### [PROBLEM TO WORK ON]
Only the lines from the start of the material through the line containing "pub const DEFAULT_INITIAL_CAPACITY: usize" are to be extracted, exactly as they appear.

### [MATERIAL FOR THE TASK]
-- Opening Marker --

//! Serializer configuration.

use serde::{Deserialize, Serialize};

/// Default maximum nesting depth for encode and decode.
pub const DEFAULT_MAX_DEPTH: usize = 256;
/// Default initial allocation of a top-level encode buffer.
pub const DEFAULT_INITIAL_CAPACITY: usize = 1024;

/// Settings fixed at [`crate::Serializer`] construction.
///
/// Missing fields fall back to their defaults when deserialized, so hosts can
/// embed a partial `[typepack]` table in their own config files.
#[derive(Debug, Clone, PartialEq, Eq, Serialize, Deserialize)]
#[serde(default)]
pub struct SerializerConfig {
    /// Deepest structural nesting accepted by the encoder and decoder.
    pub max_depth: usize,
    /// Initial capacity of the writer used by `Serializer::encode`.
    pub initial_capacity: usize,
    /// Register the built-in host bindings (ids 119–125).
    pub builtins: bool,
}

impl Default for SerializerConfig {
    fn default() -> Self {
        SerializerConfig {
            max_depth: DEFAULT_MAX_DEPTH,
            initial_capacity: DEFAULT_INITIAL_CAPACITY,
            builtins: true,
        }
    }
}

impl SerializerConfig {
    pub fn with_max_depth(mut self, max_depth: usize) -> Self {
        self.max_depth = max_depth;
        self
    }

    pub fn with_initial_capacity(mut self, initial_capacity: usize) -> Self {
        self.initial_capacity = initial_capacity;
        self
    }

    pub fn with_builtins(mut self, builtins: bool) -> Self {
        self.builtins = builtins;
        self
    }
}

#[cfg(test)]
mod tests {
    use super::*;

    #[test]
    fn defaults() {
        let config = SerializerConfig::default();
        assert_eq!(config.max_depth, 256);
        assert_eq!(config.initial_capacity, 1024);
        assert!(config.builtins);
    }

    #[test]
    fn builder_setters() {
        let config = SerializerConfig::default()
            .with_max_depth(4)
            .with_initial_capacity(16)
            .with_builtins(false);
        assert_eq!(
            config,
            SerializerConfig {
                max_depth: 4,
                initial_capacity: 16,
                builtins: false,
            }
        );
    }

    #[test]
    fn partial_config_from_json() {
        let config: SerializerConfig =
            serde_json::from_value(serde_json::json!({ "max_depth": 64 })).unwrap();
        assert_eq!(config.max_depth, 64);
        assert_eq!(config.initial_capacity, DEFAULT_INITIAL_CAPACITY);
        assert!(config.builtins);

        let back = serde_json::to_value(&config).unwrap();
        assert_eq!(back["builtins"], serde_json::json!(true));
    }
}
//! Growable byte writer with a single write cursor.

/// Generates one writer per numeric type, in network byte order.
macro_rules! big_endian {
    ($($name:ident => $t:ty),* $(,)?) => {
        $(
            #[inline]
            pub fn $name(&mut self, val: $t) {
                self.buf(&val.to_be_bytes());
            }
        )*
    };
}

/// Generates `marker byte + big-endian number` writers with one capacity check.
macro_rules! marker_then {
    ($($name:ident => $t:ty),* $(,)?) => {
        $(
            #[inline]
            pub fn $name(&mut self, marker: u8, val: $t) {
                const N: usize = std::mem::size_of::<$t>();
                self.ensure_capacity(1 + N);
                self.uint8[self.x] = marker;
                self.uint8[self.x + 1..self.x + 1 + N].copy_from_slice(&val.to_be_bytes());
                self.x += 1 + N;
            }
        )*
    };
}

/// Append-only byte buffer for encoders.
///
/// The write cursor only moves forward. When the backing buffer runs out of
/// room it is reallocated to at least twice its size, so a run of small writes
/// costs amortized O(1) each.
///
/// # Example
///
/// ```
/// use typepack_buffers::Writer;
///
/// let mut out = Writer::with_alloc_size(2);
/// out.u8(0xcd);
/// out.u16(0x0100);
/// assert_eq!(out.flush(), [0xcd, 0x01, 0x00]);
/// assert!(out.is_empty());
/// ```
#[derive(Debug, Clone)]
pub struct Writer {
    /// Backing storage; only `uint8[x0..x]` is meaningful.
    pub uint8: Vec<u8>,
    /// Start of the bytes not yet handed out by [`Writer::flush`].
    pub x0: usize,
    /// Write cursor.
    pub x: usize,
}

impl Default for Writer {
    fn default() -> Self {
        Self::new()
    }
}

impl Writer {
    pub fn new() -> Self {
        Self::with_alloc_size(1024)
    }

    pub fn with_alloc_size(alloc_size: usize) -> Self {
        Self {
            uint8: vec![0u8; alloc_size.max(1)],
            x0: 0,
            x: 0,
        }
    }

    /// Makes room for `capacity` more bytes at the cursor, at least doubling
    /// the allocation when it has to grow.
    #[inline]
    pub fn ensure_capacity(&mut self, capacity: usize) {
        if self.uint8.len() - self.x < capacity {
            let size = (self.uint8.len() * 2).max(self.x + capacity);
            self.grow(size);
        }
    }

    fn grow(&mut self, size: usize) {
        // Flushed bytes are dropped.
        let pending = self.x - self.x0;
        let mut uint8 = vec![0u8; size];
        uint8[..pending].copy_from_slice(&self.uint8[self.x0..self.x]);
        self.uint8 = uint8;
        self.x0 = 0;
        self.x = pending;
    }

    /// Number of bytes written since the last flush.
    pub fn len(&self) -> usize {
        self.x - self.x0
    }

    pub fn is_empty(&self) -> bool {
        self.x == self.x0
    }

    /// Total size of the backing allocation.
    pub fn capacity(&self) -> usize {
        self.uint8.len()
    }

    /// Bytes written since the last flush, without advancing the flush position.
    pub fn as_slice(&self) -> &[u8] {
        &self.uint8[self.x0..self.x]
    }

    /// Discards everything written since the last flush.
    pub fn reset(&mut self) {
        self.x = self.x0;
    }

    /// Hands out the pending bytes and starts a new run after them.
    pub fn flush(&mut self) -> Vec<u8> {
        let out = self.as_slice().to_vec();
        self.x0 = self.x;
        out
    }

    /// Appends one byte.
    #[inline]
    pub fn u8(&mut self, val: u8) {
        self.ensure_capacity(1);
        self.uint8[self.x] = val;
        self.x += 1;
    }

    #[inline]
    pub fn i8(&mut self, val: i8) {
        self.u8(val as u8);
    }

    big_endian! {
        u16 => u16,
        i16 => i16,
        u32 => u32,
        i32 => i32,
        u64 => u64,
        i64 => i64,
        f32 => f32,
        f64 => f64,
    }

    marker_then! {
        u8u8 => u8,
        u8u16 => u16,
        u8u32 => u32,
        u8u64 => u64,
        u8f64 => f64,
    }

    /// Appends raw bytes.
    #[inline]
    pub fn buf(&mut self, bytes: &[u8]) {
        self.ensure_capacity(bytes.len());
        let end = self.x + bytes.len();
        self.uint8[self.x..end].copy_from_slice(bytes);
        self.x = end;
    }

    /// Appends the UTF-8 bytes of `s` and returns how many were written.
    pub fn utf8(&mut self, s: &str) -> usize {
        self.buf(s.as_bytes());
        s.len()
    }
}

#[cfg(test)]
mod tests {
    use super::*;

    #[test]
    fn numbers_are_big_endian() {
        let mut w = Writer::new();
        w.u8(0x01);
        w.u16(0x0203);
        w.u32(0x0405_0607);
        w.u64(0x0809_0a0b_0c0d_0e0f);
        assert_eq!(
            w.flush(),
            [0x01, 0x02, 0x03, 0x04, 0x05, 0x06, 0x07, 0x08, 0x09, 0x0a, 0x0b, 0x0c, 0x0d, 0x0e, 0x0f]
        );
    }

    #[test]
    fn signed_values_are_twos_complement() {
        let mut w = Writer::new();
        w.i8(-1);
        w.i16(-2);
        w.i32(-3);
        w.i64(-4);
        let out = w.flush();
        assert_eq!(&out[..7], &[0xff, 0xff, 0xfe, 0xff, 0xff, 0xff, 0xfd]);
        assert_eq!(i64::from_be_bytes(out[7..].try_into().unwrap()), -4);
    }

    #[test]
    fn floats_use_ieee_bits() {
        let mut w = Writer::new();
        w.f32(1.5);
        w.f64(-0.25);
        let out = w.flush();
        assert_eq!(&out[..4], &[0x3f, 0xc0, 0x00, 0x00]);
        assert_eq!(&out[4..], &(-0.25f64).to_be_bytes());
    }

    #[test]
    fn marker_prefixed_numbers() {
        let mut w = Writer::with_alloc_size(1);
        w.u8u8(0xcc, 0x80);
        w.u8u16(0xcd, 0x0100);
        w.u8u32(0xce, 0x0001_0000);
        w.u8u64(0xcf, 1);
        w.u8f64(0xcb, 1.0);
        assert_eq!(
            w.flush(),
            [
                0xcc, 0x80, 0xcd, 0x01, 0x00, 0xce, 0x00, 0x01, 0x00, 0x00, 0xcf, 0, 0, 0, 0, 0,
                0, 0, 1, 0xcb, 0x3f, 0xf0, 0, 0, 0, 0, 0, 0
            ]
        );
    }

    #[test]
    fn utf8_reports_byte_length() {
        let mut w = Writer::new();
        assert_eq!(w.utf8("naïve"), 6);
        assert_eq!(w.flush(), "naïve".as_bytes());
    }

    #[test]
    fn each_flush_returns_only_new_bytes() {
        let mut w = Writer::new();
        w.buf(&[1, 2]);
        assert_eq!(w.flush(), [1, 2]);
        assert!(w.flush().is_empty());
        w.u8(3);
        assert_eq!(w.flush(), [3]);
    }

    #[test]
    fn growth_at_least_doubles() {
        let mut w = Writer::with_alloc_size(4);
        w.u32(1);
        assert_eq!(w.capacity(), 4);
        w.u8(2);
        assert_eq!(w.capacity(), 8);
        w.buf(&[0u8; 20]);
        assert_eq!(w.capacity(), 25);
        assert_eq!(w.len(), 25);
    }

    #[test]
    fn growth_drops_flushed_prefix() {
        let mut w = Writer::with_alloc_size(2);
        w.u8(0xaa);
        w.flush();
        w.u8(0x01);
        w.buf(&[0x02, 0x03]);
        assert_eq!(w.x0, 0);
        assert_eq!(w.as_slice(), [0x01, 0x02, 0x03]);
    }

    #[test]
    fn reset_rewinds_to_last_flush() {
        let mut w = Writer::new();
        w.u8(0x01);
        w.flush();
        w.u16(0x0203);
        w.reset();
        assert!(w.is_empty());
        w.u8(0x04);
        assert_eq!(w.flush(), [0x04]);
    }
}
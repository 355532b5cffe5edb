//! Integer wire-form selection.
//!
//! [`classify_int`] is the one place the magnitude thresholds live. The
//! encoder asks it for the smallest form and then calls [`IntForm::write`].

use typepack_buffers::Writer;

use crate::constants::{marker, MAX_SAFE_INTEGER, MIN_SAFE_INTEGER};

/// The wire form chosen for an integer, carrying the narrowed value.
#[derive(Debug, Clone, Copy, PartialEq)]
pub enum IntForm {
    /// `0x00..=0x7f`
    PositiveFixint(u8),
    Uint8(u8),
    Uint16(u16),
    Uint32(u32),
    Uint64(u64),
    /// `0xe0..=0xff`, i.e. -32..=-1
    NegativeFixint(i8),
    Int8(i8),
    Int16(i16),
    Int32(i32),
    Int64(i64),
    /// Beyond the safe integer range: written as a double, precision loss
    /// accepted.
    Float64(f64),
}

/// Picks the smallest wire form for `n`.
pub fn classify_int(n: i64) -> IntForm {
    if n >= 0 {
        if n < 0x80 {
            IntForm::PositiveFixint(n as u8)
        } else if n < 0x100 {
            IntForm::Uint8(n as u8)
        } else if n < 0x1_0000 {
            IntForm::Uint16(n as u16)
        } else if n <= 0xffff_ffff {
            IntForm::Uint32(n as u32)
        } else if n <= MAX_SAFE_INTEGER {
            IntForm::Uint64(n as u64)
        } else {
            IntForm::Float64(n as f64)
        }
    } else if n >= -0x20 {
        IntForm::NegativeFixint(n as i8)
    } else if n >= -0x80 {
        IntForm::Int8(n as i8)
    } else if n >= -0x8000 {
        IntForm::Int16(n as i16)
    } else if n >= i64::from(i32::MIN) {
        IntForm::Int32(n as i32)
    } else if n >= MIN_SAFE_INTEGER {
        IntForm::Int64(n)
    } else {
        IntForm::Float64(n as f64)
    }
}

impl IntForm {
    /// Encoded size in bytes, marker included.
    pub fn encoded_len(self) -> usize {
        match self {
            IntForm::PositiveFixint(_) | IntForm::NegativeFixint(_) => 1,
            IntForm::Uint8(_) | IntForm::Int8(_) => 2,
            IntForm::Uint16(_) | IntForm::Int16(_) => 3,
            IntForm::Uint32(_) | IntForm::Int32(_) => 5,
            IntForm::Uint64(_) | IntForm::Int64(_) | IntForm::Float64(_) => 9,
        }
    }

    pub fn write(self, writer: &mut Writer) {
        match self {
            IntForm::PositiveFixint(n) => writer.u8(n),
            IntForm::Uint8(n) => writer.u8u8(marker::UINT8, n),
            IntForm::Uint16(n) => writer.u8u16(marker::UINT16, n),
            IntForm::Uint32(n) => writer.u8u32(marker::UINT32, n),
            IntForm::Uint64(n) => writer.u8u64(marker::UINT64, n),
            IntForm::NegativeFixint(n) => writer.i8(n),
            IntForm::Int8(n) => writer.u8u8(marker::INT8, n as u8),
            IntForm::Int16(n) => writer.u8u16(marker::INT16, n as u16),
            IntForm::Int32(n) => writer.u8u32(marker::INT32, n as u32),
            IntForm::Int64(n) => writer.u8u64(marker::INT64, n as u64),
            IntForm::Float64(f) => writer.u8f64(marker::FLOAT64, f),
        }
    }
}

-- Closing Marker --

### [ANSWER]
//! Serializer configuration.

use serde::{Deserialize, Serialize};

/// Default maximum nesting depth for encode and decode.
pub const DEFAULT_MAX_DEPTH: usize = 256;
/// Default initial allocation of a top-level encode buffer.
pub const DEFAULT_INITIAL_CAPACITY: usize = 1024;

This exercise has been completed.